Vendors get a deal on the health information exchange interface, and health care providers get a product they know will fit with other EHR systems in the state, according to the Cal eConnect plan. The coordination should allow providers to communicate more easily with hospitals, pharmacies, labs and state agencies.
“The providers need it, too,” Landry said. “It’s a very clear communication.
[Vendors] need to ship an interface, one interface, over and over and over again without having to do these custom solutions every time. So we think it’s going to be, well, ‘Here’s your HIE connectivity.’ We think it’s going to be that kind of differentiator.”
Once three vendors are signed up and the standard is established, it will likely be easier to provide the same EHR interface around the state, Landry said.
“This is a collaboration between us and CalHIPSO,” Landry said. CalHIPSO –Â California Health Information Partnership and Service Organization — is a federally designated regional extension center tasked with helping health care providers in the state implement EHRs. “CalHIPSO needs people to be HIE-enabled. We need people to be HIE-enabled. The vendors want to be connected. So this is really the right resources at the right time to do the right thing.”
Other Projects
The first CEO of Cal eConnect, Carladenise Edwards, resigned in August last year, after about 14 months on the job. She now works as a health IT consultant. After a long search, Cal eConnect announced in March that Ted Kremer, who ran a regional health information organization in Rochester, N.Y., would assume the CEO post. But Kremer changed his mind, and about two weeks after the appointment announced that he was withdrawing. Landry stepped in.
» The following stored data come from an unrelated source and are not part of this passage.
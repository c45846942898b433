//! Loss and pressure accounting.
//!
//! Data loss is the designed failure mode of every exhaustion path, so it is
//! counted precisely: a discarded buffer adds its exact unflushed byte count
//! here, and the recorder periodically emits the totals as a low-frequency
//! event rather than surfacing an error anywhere.

use std::sync::atomic::{AtomicU64, Ordering};

use serde::Serialize;

#[derive(Debug, Default)]
pub struct RecorderStats {
    lost_bytes: AtomicU64,
    lost_records: AtomicU64,
    discarded_buffers: AtomicU64,
    leases: AtomicU64,
    transients: AtomicU64,
    sample_drops: AtomicU64,
}

impl RecorderStats {
    pub fn new() -> Self {
        Self::default()
    }

    pub fn add_lost(&self, bytes: u64) {
        if bytes == 0 {
            return;
        }
        self.lost_bytes.fetch_add(bytes, Ordering::Relaxed);
        self.lost_records.fetch_add(1, Ordering::Relaxed);
    }

    pub fn add_discarded_buffer(&self, bytes: u64) {
        self.discarded_buffers.fetch_add(1, Ordering::Relaxed);
        self.add_lost(bytes);
    }

    pub fn add_lease(&self) {
        self.leases.fetch_add(1, Ordering::Relaxed);
    }

    pub fn add_transient(&self) {
        self.transients.fetch_add(1, Ordering::Relaxed);
    }

    pub fn add_sample_drops(&self, count: u64) {
        if count > 0 {
            self.sample_drops.fetch_add(count, Ordering::Relaxed);
        }
    }

    pub fn lost_bytes(&self) -> u64 {
        self.lost_bytes.load(Ordering::Relaxed)
    }

    pub fn snapshot(&self) -> StatsSnapshot {
        StatsSnapshot {
            lost_bytes: self.lost_bytes.load(Ordering::Relaxed),
            lost_records: self.lost_records.load(Ordering::Relaxed),
            discarded_buffers: self.discarded_buffers.load(Ordering::Relaxed),
            leases: self.leases.load(Ordering::Relaxed),
            transients: self.transients.load(Ordering::Relaxed),
            sample_drops: self.sample_drops.load(Ordering::Relaxed),
        }
    }
}

/// Point-in-time counter values. `Serialize` is for JSON convenience in
/// tooling; the in-chunk representation is the hand-encoded loss event.
#[derive(Debug, Clone, Copy, PartialEq, Eq, Serialize)]
pub struct StatsSnapshot {
    pub lost_bytes: u64,
    pub lost_records: u64,
    pub discarded_buffers: u64,
    pub leases: u64,
    pub transients: u64,
    pub sample_drops: u64,
}

#[cfg(test)]
mod tests {
    use super::*;

    #[test]
    fn test_lost_accounting_is_exact() {
        let stats = RecorderStats::new();
        stats.add_lost(100);
        stats.add_lost(23);
        stats.add_lost(0);
        let snap = stats.snapshot();
        assert_eq!(snap.lost_bytes, 123);
        assert_eq!(snap.lost_records, 2);
    }

    #[test]
    fn test_discard_counts_buffer_and_bytes() {
        let stats = RecorderStats::new();
        stats.add_discarded_buffer(64);
        let snap = stats.snapshot();
        assert_eq!(snap.discarded_buffers, 1);
        assert_eq!(snap.lost_bytes, 64);
    }

    #[test]
    fn test_snapshot_serializes_for_tooling() {
        let stats = RecorderStats::new();
        stats.add_lost(7);
        let json = serde_json::to_value(stats.snapshot()).unwrap();
        assert_eq!(json["lost_bytes"], 7);
        assert_eq!(json["lost_records"], 1);
    }
}
use tracing_subscriber::EnvFilter;

/// Installs the stderr subscriber. `RUST_LOG` takes precedence over `--log-level`.
pub fn init(log_level: &str) {
    let filter = EnvFilter::try_from_default_env()
        .unwrap_or_else(|_| EnvFilter::new(format!("warn,query_records={log_level}")));
    let _ = tracing_subscriber::fmt()
        .with_env_filter(filter)
        .with_target(false)
        .with_writer(std::io::stderr)
        .try_init();
}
When Landry became interim CEO in August, one of her first priorities was to create an action plan, which the organization completed before the year ended. In addition to the EHR component, Cal eConnect’s plan includes several other projects, including:
- Developing model agreements and standard policies for a health information exchange;
- Facilitating public health efforts, including immunization reports; and
- Establishing a mechanism for an inter-HIO (health information organization) exchange.
The exchange of immunization information is high on the list, Landry said.
“We are working currently so providers can deliver immunization records, electronically, in meaningful use-qualified messages, to the state. We are helping to coordinate that effort. Immunization information needs to be moving from providers to the state, and from the state to providers,” she said. “So that’s a natural place where Cal eConnect can provide support.”
To accomplish that, Cal eConnect brings stakeholders together and identifies what needs to happen.
“What is it that the government needs from providers, and what is it that providers need from government?” Landry said. “So we figure out how to identify that and codify it. That is squarely in the Cal eConnect role.”
California Not Alone
California is pretty well-advanced in its health information exchange effort, but it is not alone. Landry said that Cal eConnect has learned a lot from New York state’s effort, which started in 2003, as well as the longstanding Texas work on health data exchange systems.
“Other states have a Cal eConnect, too,” Landry said. “We have watched and learned from other states, and are implementing some of those strategies, as well.”
This public-private coordination model of organization is unusual, Landry said. “The role that the state coordinating entity plays is to encourage people to do what they’re already doing,” she said, “and then make sure we create solutions to link them together, so that we get a network effect.”
Landry said coordination and discussion facilitated by Cal eConnect is vital to keep the complex implementation of health information exchange moving along. No matter how complicated the whole puzzle may be, it has an extremely simple endpoint, Landry said.
“Where we’re headed with all of that is data liquidity,” Landry said.